Items from a dataset
________________
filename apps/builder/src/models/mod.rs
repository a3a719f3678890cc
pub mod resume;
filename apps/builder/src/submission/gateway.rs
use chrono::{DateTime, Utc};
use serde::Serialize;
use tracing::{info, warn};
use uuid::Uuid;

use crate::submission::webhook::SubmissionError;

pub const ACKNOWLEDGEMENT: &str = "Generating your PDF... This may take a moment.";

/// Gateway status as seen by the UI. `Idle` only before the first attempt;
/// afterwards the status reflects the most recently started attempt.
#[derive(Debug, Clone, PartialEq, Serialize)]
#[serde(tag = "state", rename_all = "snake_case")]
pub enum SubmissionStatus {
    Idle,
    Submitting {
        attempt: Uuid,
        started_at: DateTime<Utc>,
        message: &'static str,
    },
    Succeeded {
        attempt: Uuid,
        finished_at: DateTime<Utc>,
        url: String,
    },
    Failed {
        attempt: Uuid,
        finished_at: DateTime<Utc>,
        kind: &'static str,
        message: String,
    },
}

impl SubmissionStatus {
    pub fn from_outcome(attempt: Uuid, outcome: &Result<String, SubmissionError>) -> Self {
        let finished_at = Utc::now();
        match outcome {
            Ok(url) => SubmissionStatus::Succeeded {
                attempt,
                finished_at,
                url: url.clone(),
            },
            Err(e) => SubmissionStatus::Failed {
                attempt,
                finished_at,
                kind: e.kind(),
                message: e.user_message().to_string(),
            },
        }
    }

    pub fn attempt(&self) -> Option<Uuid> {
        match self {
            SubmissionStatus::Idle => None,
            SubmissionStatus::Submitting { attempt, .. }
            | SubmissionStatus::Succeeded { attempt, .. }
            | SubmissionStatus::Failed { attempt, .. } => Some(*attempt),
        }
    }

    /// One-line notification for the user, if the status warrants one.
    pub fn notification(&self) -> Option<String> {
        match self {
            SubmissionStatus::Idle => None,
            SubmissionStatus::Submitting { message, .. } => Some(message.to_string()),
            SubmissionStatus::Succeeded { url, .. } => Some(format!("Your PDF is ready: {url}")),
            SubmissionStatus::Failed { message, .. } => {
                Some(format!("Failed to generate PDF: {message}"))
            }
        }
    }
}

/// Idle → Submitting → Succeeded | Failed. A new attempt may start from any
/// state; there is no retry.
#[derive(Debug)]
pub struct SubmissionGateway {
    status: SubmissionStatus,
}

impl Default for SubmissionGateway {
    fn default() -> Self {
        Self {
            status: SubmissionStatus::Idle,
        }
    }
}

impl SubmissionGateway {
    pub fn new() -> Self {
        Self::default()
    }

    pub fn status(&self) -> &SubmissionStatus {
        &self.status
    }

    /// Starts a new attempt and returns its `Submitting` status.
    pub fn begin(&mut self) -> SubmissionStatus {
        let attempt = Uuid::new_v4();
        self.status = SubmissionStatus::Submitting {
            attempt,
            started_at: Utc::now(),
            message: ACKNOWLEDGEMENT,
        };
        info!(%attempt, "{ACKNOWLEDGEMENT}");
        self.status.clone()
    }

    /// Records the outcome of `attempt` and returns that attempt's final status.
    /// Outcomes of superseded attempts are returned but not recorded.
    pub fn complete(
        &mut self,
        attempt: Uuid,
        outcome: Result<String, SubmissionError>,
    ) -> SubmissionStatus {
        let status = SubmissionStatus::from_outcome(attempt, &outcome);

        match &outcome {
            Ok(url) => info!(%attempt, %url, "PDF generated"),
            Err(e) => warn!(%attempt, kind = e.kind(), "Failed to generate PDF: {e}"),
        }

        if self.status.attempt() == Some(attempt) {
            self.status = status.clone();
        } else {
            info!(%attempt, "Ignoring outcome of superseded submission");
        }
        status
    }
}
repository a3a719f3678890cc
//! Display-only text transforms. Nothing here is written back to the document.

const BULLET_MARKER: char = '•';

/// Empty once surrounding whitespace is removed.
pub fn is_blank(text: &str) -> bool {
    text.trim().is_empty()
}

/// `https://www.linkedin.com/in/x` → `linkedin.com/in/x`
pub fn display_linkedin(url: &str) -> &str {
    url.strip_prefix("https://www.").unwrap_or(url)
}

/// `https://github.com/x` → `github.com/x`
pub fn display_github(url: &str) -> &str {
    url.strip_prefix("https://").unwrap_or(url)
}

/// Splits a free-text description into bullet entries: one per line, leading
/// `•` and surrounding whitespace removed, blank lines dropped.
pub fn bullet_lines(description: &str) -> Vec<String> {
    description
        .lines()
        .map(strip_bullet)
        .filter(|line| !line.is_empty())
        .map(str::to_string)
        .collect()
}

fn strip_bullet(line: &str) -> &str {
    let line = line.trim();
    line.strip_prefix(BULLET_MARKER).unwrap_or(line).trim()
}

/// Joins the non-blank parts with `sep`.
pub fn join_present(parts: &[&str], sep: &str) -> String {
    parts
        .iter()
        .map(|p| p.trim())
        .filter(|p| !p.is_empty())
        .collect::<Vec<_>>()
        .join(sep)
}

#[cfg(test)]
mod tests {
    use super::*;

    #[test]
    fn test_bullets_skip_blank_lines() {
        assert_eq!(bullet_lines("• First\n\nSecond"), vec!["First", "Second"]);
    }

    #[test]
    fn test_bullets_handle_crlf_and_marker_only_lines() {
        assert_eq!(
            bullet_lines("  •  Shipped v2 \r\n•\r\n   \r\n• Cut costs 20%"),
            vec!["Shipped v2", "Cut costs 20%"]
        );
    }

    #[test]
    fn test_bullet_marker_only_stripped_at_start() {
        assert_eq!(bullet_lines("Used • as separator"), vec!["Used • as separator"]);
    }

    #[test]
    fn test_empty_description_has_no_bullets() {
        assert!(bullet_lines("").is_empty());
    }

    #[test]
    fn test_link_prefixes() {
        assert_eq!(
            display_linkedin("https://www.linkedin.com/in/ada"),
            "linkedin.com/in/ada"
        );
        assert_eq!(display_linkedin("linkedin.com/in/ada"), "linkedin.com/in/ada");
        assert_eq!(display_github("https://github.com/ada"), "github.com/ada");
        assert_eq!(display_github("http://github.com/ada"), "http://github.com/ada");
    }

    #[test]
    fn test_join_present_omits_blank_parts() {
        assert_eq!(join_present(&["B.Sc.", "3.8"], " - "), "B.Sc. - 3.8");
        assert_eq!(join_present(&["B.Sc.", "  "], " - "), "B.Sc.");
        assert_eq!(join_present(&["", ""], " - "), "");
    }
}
________________
# Task prompt:
Where a line above holds the string "impl", show that line.

# Answer box:
impl SubmissionStatus {
impl Default for SubmissionGateway {
impl SubmissionGateway {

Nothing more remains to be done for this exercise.